İşte yazının o bölümü:
Türkiye 86 yıldır dünyada geri planda kaldı.O günler sona eriyor. Bugün Türkiye bir arabulucu ve barış yapıcı olarak şevkli bir bölgesel role soyunuyor. Türk yetkilileri
Lübnan,
Afganistan veya
Pakistan gibi derinlemesine bölünmüş
ülkelere ayak bastığında, bütün taraflar onlarla konuşmaya can atıyor. Başka hiçbir ülkenin diplomatları, hem
Tahran hem
Kudüs, hem
Moskova hem Tiflis, hem Şam hem Kahire'de aynı heyecanla karşılanmıyor. Etrafını kuşatan bölgeye yakından aşina olan
Müslüman bir ülke sıfatıyla Türkiye ABD'nin temas kuramadığı taraflarla temas kurabilir ve kotaramadığı anlaşmaları kotarabilir.
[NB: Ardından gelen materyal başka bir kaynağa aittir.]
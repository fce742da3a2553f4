use std::fmt;

/// A menu, panel or widget description that cannot be built.
///
/// Returned by the `build()` methods in [`crate::config`]; nothing reaches the
/// generator until it validates.
#[derive(Debug, Clone, PartialEq)]
pub enum ConfigError {
    /// A menu, panel or widget was given an empty key.
    EmptyKey { what: &'static str },
    /// Two widgets in one panel share a key.
    DuplicateWidgetKey { panel: String, key: String },
    /// Two panels in one menu share a key.
    DuplicatePanelKey(String),
    /// The panel's default selectable names no widget in that panel.
    UnknownDefaultSelectable { panel: String, key: String },
    /// The menu has no panels at all.
    NoPanels,
    /// The main panel key names no panel in the menu.
    UnknownMainPanel(String),
    /// A slider with `min > max` (or a NaN bound).
    InvalidRange { key: String, min: f32, max: f32 },
    /// An option select with nothing to choose from.
    EmptyOptions { key: String },
    /// A default choice index past the end of the option list.
    DefaultIndexOutOfRange { key: String, index: usize, len: usize },
}

impl fmt::Display for ConfigError {
    fn fmt(&self, f: &mut fmt::Formatter<'_>) -> fmt::Result {
        match self {
            ConfigError::EmptyKey { what } => write!(f, "{what} key must not be empty"),
            ConfigError::DuplicateWidgetKey { panel, key } => {
                write!(f, "panel `{panel}` has more than one widget keyed `{key}`")
            }
            ConfigError::DuplicatePanelKey(key) => write!(f, "menu has more than one panel keyed `{key}`"),
            ConfigError::UnknownDefaultSelectable { panel, key } => {
                write!(f, "panel `{panel}` default selectable `{key}` is not one of its widgets")
            }
            ConfigError::NoPanels => write!(f, "menu has no panels"),
            ConfigError::UnknownMainPanel(key) => write!(f, "main panel `{key}` is not one of the menu's panels"),
            ConfigError::InvalidRange { key, min, max } => {
                write!(f, "slider `{key}` has an invalid range [{min}, {max}]")
            }
            ConfigError::EmptyOptions { key } => write!(f, "`{key}` has no options"),
            ConfigError::DefaultIndexOutOfRange { key, index, len } => {
                write!(f, "`{key}` default index {index} is out of range for {len} options")
            }
        }
    }
}

impl std::error::Error for ConfigError {}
Türkiye'nin yeni rolü muazzam bir potansiyel taşıyor. Ancak Türkiye'nin söz konusu rolü tam anlamıyla oynayabilmesi için önce kendi evine çekidüzen vermesi lazım. Türk liderlerin Ermenistan'la ihtilafı çözmek için böylesine hevesli olmalarının nedeni de bu.
Sırada
Kıbrıs var
Geriye Türkiye'nin çözmesi gereken bir uluslararası sorun daha kalıyor: Kıbrıs. Sonra kendi demokrasisini de sağlamlaştırmalı. Bu da
ifade özgürlüğü üzerindeki kısıtlamaları kaldırmak ve sadece kültürleri on yılların baskısıyla ezilen Kürtlerin değil, Hıristiyanların, anaakım dışındaki Müslümanların ve inanmayanların haklarına tam anlamıyla saygı göstermek demek.
Başka koşullarda
Mısır, Pakistan veya
İran öne çıkıp
İslam dünyasının liderliğini sırtlanabilirdi. Ancak bu ülkeler bölünmüş ve ayrışan toplumlara sahip.
Endonezya daha güçlü bir
aday, fakat tarihsel bir liderlik geleneği yok ve Müslüman
kriz merkezlerinden uzakta. Geriye Türkiye kalıyor. Türkiye bu rolü elde etmeye çalışıyor. Ermenistan'la barışmak önemli bir adım. Kısa süre sonra muhtemelen gerisi de gelecek.